A abertura do novo ciclo de atividades da Nova Acrópole, em janeiro, foi marcada por uma programação cultural que reafirma a arte como via essencial de formação humana. Em diferentes unidades do país, música, identidade cultural e sensibilidade estética tornaram-se pontes para o autoconhecimento, a convivência e a reflexão filosófica, integrando a volta às aulas a experiências que nutrem o espírito.
Belém (PA) | Recital “Caminhos” celebra identidade cultural e história da cidade
Em Belém, no dia 17 de janeiro, a unidade promoveu o Recital “Caminhos”, integrando as comemorações pelos 410 anos da cidade. A atividade homenageou compositores paraenses e celebrou a riqueza cultural da região como expressão viva da alma de um povo.

No recital, Edelmiro Soares interpretou composições de Raymundo de Araujo Pinheiro, Tynnoko Costa, Waldemar Henrique, Bruno de Menezes, Rita Reis, José Maria Villar, Eneida de Moraes, entre outros. A proposta conduziu o público por uma verdadeira viagem sonora pelos “caminhos de canoa pequena”, que percorrem rios, igarapés e regiões do Baixo Tocantins até o Salgado, reunindo influências indígeno-africanas, eruditas e populares que deságuam na Belém múltipla e transcultural.
O recital reforçou o valor da arte como guardiã da memória, da identidade e do sentido coletivo.
Fortaleza (CE) | Unidade Fátima promove “Alma Brasileira e Banquete Musical”
Também em Fortaleza, a unidade Fátima realizou o evento “Alma Brasileira e Banquete Musical”, uma atividade cultural dedicada à música como expressão profunda da sensibilidade humana e da identidade nacional. Interpretado pelos músicos Vânia Marques (piano) e Célio Lessa (flauta), o concerto reuniu membros, alunos e convidados em uma noite de apreciação estética e convivência.
O repertório propôs um percurso pela riqueza da música brasileira e por sua dimensão universal, incluindo obras de:

- Chiquinha Gonzaga – Gaúcho e Atraente
- Joaquim Calado – Flor Amorosa
- Heitor Villa-Lobos – Melodia Sentimental e Lenda do Caboclo
- Tom Jobim – Vou Te Contar
A programação evidenciou como a música traduz emoções, valores e histórias coletivas, criando um espaço de encontro interior e partilha humana.
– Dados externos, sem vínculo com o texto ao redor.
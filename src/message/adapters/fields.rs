//! Required-field accessors shared by the content transforms.

use crate::message::{
    domain::JsonMap,
    error::{AdaptError, AdaptResult},
};
use serde_json::Value;

/// Returns a required field.
pub(crate) fn required<'a>(
    content: &'a JsonMap,
    msg_type: &str,
    field: &str,
) -> AdaptResult<&'a Value> {
    content
        .get(field)
        .ok_or_else(|| AdaptError::missing_field(msg_type, field))
}

/// Removes and returns a required field.
pub(crate) fn take_required(
    content: &mut JsonMap,
    msg_type: &str,
    field: &str,
) -> AdaptResult<Value> {
    content
        .remove(field)
        .ok_or_else(|| AdaptError::missing_field(msg_type, field))
}

/// Returns a required string field.
pub(crate) fn required_str<'a>(
    content: &'a JsonMap,
    msg_type: &str,
    field: &str,
) -> AdaptResult<&'a str> {
    required(content, msg_type, field)?
        .as_str()
        .ok_or_else(|| AdaptError::invalid_field(msg_type, field, "a string"))
}

/// Returns a required integer field.
pub(crate) fn required_i64(content: &JsonMap, msg_type: &str, field: &str) -> AdaptResult<i64> {
    required(content, msg_type, field)?
        .as_i64()
        .ok_or_else(|| AdaptError::invalid_field(msg_type, field, "an integer"))
}

/// Returns a required cursor offset.
pub(crate) fn required_cursor(
    content: &JsonMap,
    msg_type: &str,
    field: &str,
) -> AdaptResult<usize> {
    required(content, msg_type, field)?
        .as_u64()
        .and_then(|pos| usize::try_from(pos).ok())
        .ok_or_else(|| AdaptError::invalid_field(msg_type, field, "a non-negative integer"))
}

/// Returns a required object field for in-place edits.
pub(crate) fn required_object_mut<'a>(
    content: &'a mut JsonMap,
    msg_type: &str,
    field: &str,
) -> AdaptResult<&'a mut JsonMap> {
    content
        .get_mut(field)
        .ok_or_else(|| AdaptError::missing_field(msg_type, field))?
        .as_object_mut()
        .ok_or_else(|| AdaptError::invalid_field(msg_type, field, "an object"))
}

/// Builds a content object from key/value pairs.
pub(crate) fn object<const N: usize>(pairs: [(&str, Value); N]) -> JsonMap {
    pairs
        .into_iter()
        .map(|(key, value)| (key.to_owned(), value))
        .collect()
}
Cultura como expressão da filosofia viva
Ao promover esses eventos culturais, a Nova Acrópole reafirma que a filosofia não se limita ao estudo conceitual, mas se expressa também pela arte, pela sensibilidade e pela vivência estética. Música, memória e identidade tornam-se, assim, caminhos de formação integral, fortalecendo valores humanos e ampliando a consciência individual e coletiva no início de um novo ciclo.